Stored data:
------------------------------------------------------------

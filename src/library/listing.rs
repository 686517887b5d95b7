use std::cmp::Ordering;
use std::io;
use std::path::{Path, PathBuf};
use std::sync::Arc;

use serde::Serialize;
use tracing::{debug, warn};
use walkdir::{DirEntry, WalkDir};

use super::cache::BoundedCache;
use crate::paths;

/// Alphanumeric ordering: digit runs compare as numbers, everything else
/// case-insensitively, so `page2` sorts before `page10`. Names equal under
/// that rule fall back to byte order to keep the result stable.
pub fn natural_cmp(a: &str, b: &str) -> Ordering {
    natord::compare_ignore_case(a, b).then_with(|| a.cmp(b))
}

pub fn sort_natural(names: &mut [String]) {
    names.sort_by(|a, b| natural_cmp(a, b));
}

pub(crate) fn file_name_of(path: &Path) -> String {
    path.file_name()
        .map(|name| name.to_string_lossy().into_owned())
        .unwrap_or_default()
}

/// Direct children of `dir`. Only a failure to open `dir` itself is an
/// error; unreadable entries such as dangling symlinks are logged and
/// skipped.
fn direct_entries(dir: &Path) -> io::Result<Vec<DirEntry>> {
    let mut entries = Vec::new();
    for entry in WalkDir::new(dir).min_depth(1).max_depth(1).follow_links(true) {
        match entry {
            Ok(entry) => entries.push(entry),
            Err(err) if err.depth() == 0 => return Err(err.into()),
            Err(err) => {
                warn!(dir = %dir.display(), error = %err, "skipping unreadable entry");
            }
        }
    }
    Ok(entries)
}

fn scan_file_names(dir: &Path, keep: impl Fn(&Path) -> bool) -> io::Result<Vec<String>> {
    let mut names = Vec::new();
    for entry in direct_entries(dir)? {
        if !entry.file_type().is_file() || !keep(entry.path()) {
            continue;
        }
        match entry.file_name().to_str() {
            Some(name) => names.push(name.to_string()),
            None => warn!(path = %entry.path().display(), "skipping file with non UTF-8 name"),
        }
    }
    Ok(names)
}

#[derive(Debug, Clone, PartialEq, Eq, Serialize)]
pub struct ImagePage {
    pub images: Vec<String>,
    pub total: usize,
}

/// Lists image files directly inside a directory, as root-relative URL
/// paths in natural order.
pub struct DirectoryLister {
    root: PathBuf,
    extensions: Vec<String>,
    cache: BoundedCache<PathBuf, Arc<Vec<String>>>,
}

impl DirectoryLister {
    /// `extensions` are matched case-insensitively, with or without a
    /// leading dot.
    pub fn new(root: impl Into<PathBuf>, extensions: &[String], cache_entries: usize) -> Self {
        Self {
            root: root.into(),
            extensions: extensions
                .iter()
                .map(|ext| ext.trim_start_matches('.').to_ascii_lowercase())
                .collect(),
            cache: BoundedCache::new(cache_entries),
        }
    }

    pub fn root(&self) -> &Path {
        &self.root
    }

    pub fn is_image(&self, path: &Path) -> bool {
        path.extension()
            .and_then(|ext| ext.to_str())
            .map(|ext| {
                let ext = ext.to_ascii_lowercase();
                self.extensions.iter().any(|allowed| *allowed == ext)
            })
            .unwrap_or(false)
    }

    /// Unsorted names of the image files directly in `dir`.
    fn image_file_names(&self, dir: &Path) -> io::Result<Vec<String>> {
        scan_file_names(dir, |path| self.is_image(path))
    }

    /// Names of every regular file directly in `dir`, in natural order.
    pub fn file_names(&self, dir: &Path) -> io::Result<Vec<String>> {
        let mut names = scan_file_names(dir, |_| true)?;
        sort_natural(&mut names);
        Ok(names)
    }

    fn to_urls(&self, dir: &Path, names: &[String]) -> Option<Vec<String>> {
        names
            .iter()
            .map(|name| paths::relative_url(&self.root, &dir.join(name)))
            .collect()
    }

    fn sorted_urls(&self, dir: &Path) -> io::Result<Vec<String>> {
        let mut names = self.image_file_names(dir)?;
        sort_natural(&mut names);
        self.to_urls(dir, &names).ok_or_else(|| {
            io::Error::new(
                io::ErrorKind::InvalidInput,
                format!("{} is outside the library root", dir.display()),
            )
        })
    }

    /// Every image in `dir`. Missing directories and enumeration errors
    /// produce an empty list.
    pub fn list_images(&self, dir: &Path) -> Vec<String> {
        if !dir.is_dir() {
            return Vec::new();
        }

        let key = dir.to_path_buf();
        if let Some(hit) = self.cache.get(&key) {
            return hit.as_ref().clone();
        }

        match self.sorted_urls(dir) {
            Ok(images) => {
                let images = Arc::new(images);
                self.cache.insert(key, Arc::clone(&images));
                images.as_ref().clone()
            }
            Err(err) => {
                warn!(dir = %dir.display(), error = %err, "failed to list images");
                Vec::new()
            }
        }
    }

    /// One page of `dir` in natural order plus the exact image count.
    ///
    /// The whole directory is enumerated, but only the first
    /// `offset + limit` names are ordered.
    pub fn list_images_paginated(&self, dir: &Path, offset: usize, limit: usize) -> ImagePage {
        let empty = ImagePage {
            images: Vec::new(),
            total: 0,
        };
        if !dir.is_dir() {
            return empty;
        }

        if let Some(hit) = self.cache.get(&dir.to_path_buf()) {
            let images = hit.iter().skip(offset).take(limit).cloned().collect();
            return ImagePage {
                images,
                total: hit.len(),
            };
        }

        let mut names = match self.image_file_names(dir) {
            Ok(names) => names,
            Err(err) => {
                warn!(dir = %dir.display(), error = %err, "failed to list images");
                return empty;
            }
        };

        let total = names.len();
        if offset >= total {
            return ImagePage {
                images: Vec::new(),
                total,
            };
        }

        let end = offset.saturating_add(limit).min(total);
        if end < total {
            names.select_nth_unstable_by(end, |a, b| natural_cmp(a, b));
            names.truncate(end);
        }
        sort_natural(&mut names);

        match self.to_urls(dir, &names[offset..]) {
            Some(images) => ImagePage { images, total },
            None => {
                warn!(dir = %dir.display(), "directory is outside the library root");
                empty
            }
        }
    }

    /// Number of images directly in `dir`, without sorting.
    pub fn count_images(&self, dir: &Path) -> usize {
        if let Some(hit) = self.cache.get(&dir.to_path_buf()) {
            return hit.len();
        }
        match self.image_file_names(dir) {
            Ok(names) => names.len(),
            Err(err) => {
                debug!(dir = %dir.display(), error = %err, "failed to count images");
                0
            }
        }
    }

    /// Immediate subdirectories of `dir` in natural order of their names.
    pub fn subdirectories(&self, dir: &Path) -> io::Result<Vec<PathBuf>> {
        let mut dirs: Vec<PathBuf> = direct_entries(dir)?
            .into_iter()
            .filter(|entry| entry.file_type().is_dir())
            .map(DirEntry::into_path)
            .collect();
        dirs.sort_by(|a, b| natural_cmp(&file_name_of(a), &file_name_of(b)));
        Ok(dirs)
    }
}

#[cfg(test)]
mod tests {
    use super::*;
    use std::fs::{self, File};
    use std::io::Write;
    use tempfile::TempDir;

    fn write_file(dir: &Path, name: &str) {
        let path = dir.join(name);
        let mut file = File::create(path).expect("create file");
        file.write_all(b"test").expect("write file");
    }

    fn lister(root: &Path) -> DirectoryLister {
        let extensions: Vec<String> = ["jpg", ".PNG", "webp"].iter().map(|e| e.to_string()).collect();
        DirectoryLister::new(root, &extensions, 16)
    }

    #[test]
    fn natural_order_compares_digit_runs_numerically() {
        let mut names = vec!["page2".to_string(), "page10".to_string(), "page1".to_string()];
        sort_natural(&mut names);
        assert_eq!(names, vec!["page1", "page2", "page10"]);

        let mut mixed = vec!["B2".to_string(), "a10".to_string(), "a9".to_string()];
        sort_natural(&mut mixed);
        assert_eq!(mixed, vec!["a9", "a10", "B2"]);
    }

    #[test]
    fn list_images_filters_and_sorts() {
        let temp = TempDir::new().expect("temp dir");
        let chapter = temp.path().join("Work").join("Ch1");
        fs::create_dir_all(&chapter).expect("create chapter");
        write_file(&chapter, "page10.jpg");
        write_file(&chapter, "page2.PNG");
        write_file(&chapter, "page1.webp");
        write_file(&chapter, "notes.txt");
        fs::create_dir(chapter.join("extras.jpg")).expect("create dir");

        let images = lister(temp.path()).list_images(&chapter);
        assert_eq!(
            images,
            vec!["Work/Ch1/page1.webp", "Work/Ch1/page2.PNG", "Work/Ch1/page10.jpg"]
        );
    }

    #[test]
    fn missing_directory_lists_nothing() {
        let temp = TempDir::new().expect("temp dir");
        let lister = lister(temp.path());
        assert!(lister.list_images(&temp.path().join("absent")).is_empty());
        let page = lister.list_images_paginated(&temp.path().join("absent"), 0, 10);
        assert_eq!(page.total, 0);
        assert!(page.images.is_empty());
    }

    #[test]
    fn cached_listing_ignores_new_files() {
        let temp = TempDir::new().expect("temp dir");
        write_file(temp.path(), "1.jpg");
        let lister = lister(temp.path());

        assert_eq!(lister.list_images(temp.path()).len(), 1);
        write_file(temp.path(), "2.jpg");
        assert_eq!(lister.list_images(temp.path()).len(), 1);

        let uncached = DirectoryLister::new(temp.path(), &["jpg".to_string()], 0);
        assert_eq!(uncached.list_images(temp.path()).len(), 2);
    }

    #[test]
    fn paginated_listing_returns_correct_pages_and_total() {
        let temp = TempDir::new().expect("temp dir");
        for index in (1..=25).rev() {
            write_file(temp.path(), &format!("img{index}.jpg"));
        }
        let lister = DirectoryLister::new(temp.path(), &["jpg".to_string()], 0);

        let first = lister.list_images_paginated(temp.path(), 0, 10);
        assert_eq!(first.total, 25);
        assert_eq!(first.images.first().map(String::as_str), Some("img1.jpg"));
        assert_eq!(first.images.last().map(String::as_str), Some("img10.jpg"));

        let last = lister.list_images_paginated(temp.path(), 20, 10);
        assert_eq!(
            last.images,
            vec!["img21.jpg", "img22.jpg", "img23.jpg", "img24.jpg", "img25.jpg"]
        );

        let beyond = lister.list_images_paginated(temp.path(), 30, 10);
        assert!(beyond.images.is_empty());
        assert_eq!(beyond.total, 25);
    }

    #[test]
    fn paginated_listing_matches_full_listing() {
        let temp = TempDir::new().expect("temp dir");
        for name in ["b3.jpg", "a1.jpg", "b20.jpg", "A2.jpg", "c.jpg", "b100.jpg"] {
            write_file(temp.path(), name);
        }
        let lister = DirectoryLister::new(temp.path(), &["jpg".to_string()], 0);
        let full = lister.list_images(temp.path());

        for offset in 0..full.len() {
            let page = lister.list_images_paginated(temp.path(), offset, 2);
            let expected: Vec<String> = full.iter().skip(offset).take(2).cloned().collect();
            assert_eq!(page.images, expected, "offset {offset}");
        }
    }

    #[test]
    fn subdirectories_are_naturally_sorted() {
        let temp = TempDir::new().expect("temp dir");
        for name in ["Ch10", "Ch2", "Ch1"] {
            fs::create_dir(temp.path().join(name)).expect("create dir");
        }
        write_file(temp.path(), "cover.jpg");

        let dirs = lister(temp.path())
            .subdirectories(temp.path())
            .expect("subdirectories");
        let names: Vec<String> = dirs.iter().map(|dir| file_name_of(dir)).collect();
        assert_eq!(names, vec!["Ch1", "Ch2", "Ch10"]);
    }

    #[cfg(unix)]
    #[test]
    fn dangling_symlinks_do_not_hide_siblings() {
        use std::os::unix::fs::symlink;

        let temp = TempDir::new().expect("temp dir");
        write_file(temp.path(), "1.jpg");
        write_file(temp.path(), "2.jpg");
        symlink(temp.path().join("missing.jpg"), temp.path().join("link.jpg")).expect("symlink");
        for name in ["B", "A"] {
            fs::create_dir(temp.path().join(name)).expect("create dir");
        }
        symlink(temp.path().join("gone"), temp.path().join("dead")).expect("symlink");

        let lister = DirectoryLister::new(temp.path(), &["jpg".to_string()], 0);
        assert_eq!(lister.list_images(temp.path()), vec!["1.jpg", "2.jpg"]);
        assert_eq!(lister.count_images(temp.path()), 2);
        assert_eq!(lister.list_images_paginated(temp.path(), 0, 10).total, 2);

        let dirs = lister.subdirectories(temp.path()).expect("subdirectories");
        let names: Vec<String> = dirs.iter().map(|dir| file_name_of(dir)).collect();
        assert_eq!(names, vec!["A", "B"]);
    }

    #[cfg(unix)]
    #[test]
    fn non_utf8_names_are_skipped_without_hiding_others() {
        use std::ffi::OsStr;
        use std::os::unix::ffi::OsStrExt;

        let temp = TempDir::new().expect("temp dir");
        write_file(temp.path(), "ok.jpg");
        File::create(temp.path().join(OsStr::from_bytes(b"bad\xff.jpg"))).expect("create file");

        let lister = DirectoryLister::new(temp.path(), &["jpg".to_string()], 0);
        assert_eq!(lister.list_images(temp.path()), vec!["ok.jpg"]);
    }

    #[test]
    fn unopenable_directory_is_an_error() {
        let temp = TempDir::new().expect("temp dir");
        let lister = lister(temp.path());
        assert!(lister.subdirectories(&temp.path().join("absent")).is_err());
        assert!(lister.file_names(&temp.path().join("absent")).is_err());
    }

    #[test]
    fn count_images_skips_other_files() {
        let temp = TempDir::new().expect("temp dir");
        write_file(temp.path(), "a.jpg");
        write_file(temp.path(), "b.webp");
        write_file(temp.path(), "c.gif");
        assert_eq!(lister(temp.path()).count_images(temp.path()), 2);
    }
}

------------------------------------------------------------

» Work instruction: Exactly the lines running from the top of the records to the line that contains "Names equal under", inclusive, must be set down, and nothing more.

» Exercise answer:
filename src/library/listing.rs
repository 686517887b5d95b7
use std::cmp::Ordering;
use std::io;
use std::path::{Path, PathBuf};
use std::sync::Arc;

use serde::Serialize;
use tracing::{debug, warn};
use walkdir::{DirEntry, WalkDir};

use super::cache::BoundedCache;
use crate::paths;

/// Alphanumeric ordering: digit runs compare as numbers, everything else
/// case-insensitively, so `page2` sorts before `page10`. Names equal under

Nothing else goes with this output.